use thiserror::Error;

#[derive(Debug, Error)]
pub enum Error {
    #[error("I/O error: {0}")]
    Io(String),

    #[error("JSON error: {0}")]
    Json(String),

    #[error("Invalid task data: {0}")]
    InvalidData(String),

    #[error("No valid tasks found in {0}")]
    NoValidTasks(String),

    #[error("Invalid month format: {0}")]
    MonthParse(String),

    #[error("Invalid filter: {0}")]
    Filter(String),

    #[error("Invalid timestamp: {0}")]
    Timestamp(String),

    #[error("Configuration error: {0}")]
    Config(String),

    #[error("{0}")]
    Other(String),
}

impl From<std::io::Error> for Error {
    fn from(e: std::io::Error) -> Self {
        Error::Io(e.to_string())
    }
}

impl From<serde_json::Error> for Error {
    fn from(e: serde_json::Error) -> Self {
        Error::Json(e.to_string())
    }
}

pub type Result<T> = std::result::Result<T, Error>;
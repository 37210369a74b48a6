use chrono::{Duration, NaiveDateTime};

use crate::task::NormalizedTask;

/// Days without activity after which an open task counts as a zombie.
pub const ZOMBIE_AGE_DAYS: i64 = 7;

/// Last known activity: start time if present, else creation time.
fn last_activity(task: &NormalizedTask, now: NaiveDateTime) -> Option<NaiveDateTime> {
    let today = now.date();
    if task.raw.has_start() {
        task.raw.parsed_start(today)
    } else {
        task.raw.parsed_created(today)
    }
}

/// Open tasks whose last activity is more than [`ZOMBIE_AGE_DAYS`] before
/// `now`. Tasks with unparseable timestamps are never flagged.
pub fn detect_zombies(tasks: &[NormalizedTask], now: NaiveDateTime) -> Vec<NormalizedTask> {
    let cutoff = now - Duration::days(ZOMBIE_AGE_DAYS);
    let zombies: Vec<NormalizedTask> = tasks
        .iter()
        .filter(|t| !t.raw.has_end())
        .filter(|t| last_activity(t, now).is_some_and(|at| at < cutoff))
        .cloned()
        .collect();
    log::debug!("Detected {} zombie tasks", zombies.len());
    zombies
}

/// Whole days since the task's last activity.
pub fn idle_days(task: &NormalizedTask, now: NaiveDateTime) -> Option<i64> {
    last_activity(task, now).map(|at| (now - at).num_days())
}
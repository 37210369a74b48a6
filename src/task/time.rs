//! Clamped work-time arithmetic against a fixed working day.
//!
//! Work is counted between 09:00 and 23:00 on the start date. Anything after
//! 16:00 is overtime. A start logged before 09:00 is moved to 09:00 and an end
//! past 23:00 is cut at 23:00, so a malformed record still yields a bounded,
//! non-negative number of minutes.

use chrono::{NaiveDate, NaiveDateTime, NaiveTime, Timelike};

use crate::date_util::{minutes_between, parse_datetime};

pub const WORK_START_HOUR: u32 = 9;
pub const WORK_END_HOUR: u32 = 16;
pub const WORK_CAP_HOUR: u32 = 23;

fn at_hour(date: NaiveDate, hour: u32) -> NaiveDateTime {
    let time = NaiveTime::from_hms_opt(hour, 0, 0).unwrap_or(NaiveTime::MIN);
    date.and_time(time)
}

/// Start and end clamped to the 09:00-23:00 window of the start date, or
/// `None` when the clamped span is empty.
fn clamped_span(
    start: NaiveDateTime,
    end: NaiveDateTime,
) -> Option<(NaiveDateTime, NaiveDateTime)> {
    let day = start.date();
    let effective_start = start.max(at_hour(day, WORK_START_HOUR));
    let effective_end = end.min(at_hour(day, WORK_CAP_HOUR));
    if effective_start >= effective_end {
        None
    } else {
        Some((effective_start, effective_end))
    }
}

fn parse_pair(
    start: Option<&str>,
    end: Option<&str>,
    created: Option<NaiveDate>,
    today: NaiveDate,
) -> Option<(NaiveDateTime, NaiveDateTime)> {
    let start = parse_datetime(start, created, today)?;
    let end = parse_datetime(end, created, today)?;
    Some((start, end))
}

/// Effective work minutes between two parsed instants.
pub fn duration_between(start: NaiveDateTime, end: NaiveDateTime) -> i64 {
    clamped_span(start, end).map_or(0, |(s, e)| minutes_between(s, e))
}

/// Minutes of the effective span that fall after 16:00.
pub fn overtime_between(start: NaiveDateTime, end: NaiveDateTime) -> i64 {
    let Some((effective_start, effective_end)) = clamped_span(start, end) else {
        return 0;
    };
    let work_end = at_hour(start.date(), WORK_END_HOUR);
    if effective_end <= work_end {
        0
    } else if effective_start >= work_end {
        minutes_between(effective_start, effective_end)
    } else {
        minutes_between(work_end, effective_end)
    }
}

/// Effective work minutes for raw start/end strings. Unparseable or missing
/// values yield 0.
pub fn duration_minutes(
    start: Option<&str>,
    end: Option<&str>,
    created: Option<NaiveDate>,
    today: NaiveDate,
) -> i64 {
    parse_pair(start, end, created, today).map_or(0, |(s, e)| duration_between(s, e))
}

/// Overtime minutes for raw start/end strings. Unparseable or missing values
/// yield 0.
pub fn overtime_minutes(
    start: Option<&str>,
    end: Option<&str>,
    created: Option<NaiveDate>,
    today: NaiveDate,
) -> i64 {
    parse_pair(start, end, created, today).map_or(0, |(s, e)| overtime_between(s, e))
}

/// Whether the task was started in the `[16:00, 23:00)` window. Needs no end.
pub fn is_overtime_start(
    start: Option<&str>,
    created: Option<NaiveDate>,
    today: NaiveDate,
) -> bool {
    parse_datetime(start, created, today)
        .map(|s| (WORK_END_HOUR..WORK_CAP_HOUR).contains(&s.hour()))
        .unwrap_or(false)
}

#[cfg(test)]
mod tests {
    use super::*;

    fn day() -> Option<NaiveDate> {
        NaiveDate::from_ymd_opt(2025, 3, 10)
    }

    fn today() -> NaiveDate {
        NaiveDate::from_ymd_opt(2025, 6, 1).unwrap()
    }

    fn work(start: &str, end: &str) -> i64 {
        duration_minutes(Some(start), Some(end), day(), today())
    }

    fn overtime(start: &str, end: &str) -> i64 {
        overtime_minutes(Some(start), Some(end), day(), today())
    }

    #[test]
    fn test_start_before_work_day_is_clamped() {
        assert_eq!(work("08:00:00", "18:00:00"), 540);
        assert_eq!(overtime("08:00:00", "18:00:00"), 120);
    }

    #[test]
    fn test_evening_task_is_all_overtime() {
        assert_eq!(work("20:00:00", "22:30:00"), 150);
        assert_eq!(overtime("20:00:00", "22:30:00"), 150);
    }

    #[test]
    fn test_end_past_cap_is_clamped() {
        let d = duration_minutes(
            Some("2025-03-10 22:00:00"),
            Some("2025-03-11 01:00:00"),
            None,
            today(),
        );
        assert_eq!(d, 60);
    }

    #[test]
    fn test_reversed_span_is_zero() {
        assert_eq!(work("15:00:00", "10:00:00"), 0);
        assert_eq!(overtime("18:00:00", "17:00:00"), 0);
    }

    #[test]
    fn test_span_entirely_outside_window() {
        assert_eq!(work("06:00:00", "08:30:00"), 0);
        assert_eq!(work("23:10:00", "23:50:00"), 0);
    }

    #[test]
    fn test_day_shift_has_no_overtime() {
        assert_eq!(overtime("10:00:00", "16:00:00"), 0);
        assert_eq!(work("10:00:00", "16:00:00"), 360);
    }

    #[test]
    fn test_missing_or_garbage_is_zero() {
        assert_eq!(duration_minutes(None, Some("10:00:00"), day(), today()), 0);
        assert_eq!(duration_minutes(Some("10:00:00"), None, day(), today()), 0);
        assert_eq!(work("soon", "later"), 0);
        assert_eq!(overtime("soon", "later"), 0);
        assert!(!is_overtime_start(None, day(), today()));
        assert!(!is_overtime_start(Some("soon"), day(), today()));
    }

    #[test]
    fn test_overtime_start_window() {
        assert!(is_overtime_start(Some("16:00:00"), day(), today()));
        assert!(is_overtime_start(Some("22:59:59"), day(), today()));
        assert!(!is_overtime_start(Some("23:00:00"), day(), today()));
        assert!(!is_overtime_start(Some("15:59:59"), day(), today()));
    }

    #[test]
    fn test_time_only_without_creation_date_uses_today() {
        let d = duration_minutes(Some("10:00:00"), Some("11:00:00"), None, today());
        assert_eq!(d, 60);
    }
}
★ ★ ★ ★ ★ ★ ★
## WHAT YOU HAVE TO DO:
Retype the portion of the data above that starts on the line with "impl From<serde_json::Error> for" and finishes on the line with "else creation time.", including both of those lines.

## OUTPUT:
impl From<serde_json::Error> for Error {
    fn from(e: serde_json::Error) -> Self {
        Error::Json(e.to_string())
    }
}

pub type Result<T> = std::result::Result<T, Error>;
repository 37210369a74b48a6
use chrono::{Duration, NaiveDateTime};

use crate::task::NormalizedTask;

/// Days without activity after which an open task counts as a zombie.
pub const ZOMBIE_AGE_DAYS: i64 = 7;

/// Last known activity: start time if present, else creation time.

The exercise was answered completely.